### The records
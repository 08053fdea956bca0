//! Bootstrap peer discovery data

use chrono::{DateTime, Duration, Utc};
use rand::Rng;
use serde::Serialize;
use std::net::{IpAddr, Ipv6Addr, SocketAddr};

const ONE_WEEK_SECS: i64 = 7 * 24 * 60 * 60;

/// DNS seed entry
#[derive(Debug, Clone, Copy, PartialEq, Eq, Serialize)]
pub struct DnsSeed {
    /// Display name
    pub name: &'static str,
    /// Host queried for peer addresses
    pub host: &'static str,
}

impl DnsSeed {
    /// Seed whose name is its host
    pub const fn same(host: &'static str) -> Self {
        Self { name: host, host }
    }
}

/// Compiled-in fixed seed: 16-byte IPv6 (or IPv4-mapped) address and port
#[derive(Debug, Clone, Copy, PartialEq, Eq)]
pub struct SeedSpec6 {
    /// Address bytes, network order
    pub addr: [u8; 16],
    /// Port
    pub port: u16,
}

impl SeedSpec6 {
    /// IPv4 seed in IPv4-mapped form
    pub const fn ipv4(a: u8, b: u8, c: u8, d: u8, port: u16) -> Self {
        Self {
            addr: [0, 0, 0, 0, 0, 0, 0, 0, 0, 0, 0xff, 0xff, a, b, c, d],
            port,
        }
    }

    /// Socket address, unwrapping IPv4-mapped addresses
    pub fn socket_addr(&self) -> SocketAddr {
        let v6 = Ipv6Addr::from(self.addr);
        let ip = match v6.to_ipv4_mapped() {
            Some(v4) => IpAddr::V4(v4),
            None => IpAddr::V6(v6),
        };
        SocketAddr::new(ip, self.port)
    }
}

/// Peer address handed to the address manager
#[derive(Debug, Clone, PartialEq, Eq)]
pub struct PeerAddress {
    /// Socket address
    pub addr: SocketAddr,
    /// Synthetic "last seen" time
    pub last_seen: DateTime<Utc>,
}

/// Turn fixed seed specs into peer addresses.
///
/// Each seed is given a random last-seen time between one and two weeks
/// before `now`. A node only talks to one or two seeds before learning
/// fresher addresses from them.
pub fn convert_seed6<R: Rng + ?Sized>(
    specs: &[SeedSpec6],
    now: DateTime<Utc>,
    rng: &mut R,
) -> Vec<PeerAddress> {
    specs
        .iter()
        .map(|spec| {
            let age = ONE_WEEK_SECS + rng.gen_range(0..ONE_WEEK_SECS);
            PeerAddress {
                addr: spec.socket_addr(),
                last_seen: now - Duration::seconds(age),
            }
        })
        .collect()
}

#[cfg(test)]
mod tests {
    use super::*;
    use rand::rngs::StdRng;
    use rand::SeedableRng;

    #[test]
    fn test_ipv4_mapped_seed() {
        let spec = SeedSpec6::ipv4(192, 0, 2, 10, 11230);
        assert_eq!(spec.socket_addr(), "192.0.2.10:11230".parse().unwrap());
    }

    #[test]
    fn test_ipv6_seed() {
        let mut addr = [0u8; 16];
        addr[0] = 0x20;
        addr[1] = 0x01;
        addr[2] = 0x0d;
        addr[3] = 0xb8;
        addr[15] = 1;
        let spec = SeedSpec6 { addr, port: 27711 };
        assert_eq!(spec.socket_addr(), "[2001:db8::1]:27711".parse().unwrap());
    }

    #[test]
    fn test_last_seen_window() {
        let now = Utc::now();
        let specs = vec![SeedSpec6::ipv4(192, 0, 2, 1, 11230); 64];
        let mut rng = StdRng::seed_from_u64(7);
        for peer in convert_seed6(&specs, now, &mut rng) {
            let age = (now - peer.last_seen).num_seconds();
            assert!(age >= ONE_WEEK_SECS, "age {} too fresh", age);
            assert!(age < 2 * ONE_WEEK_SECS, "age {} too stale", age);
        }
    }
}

### Task statement
Across the records above, tally the lines that contain "StdRng" and return the number alone.

### Answer
2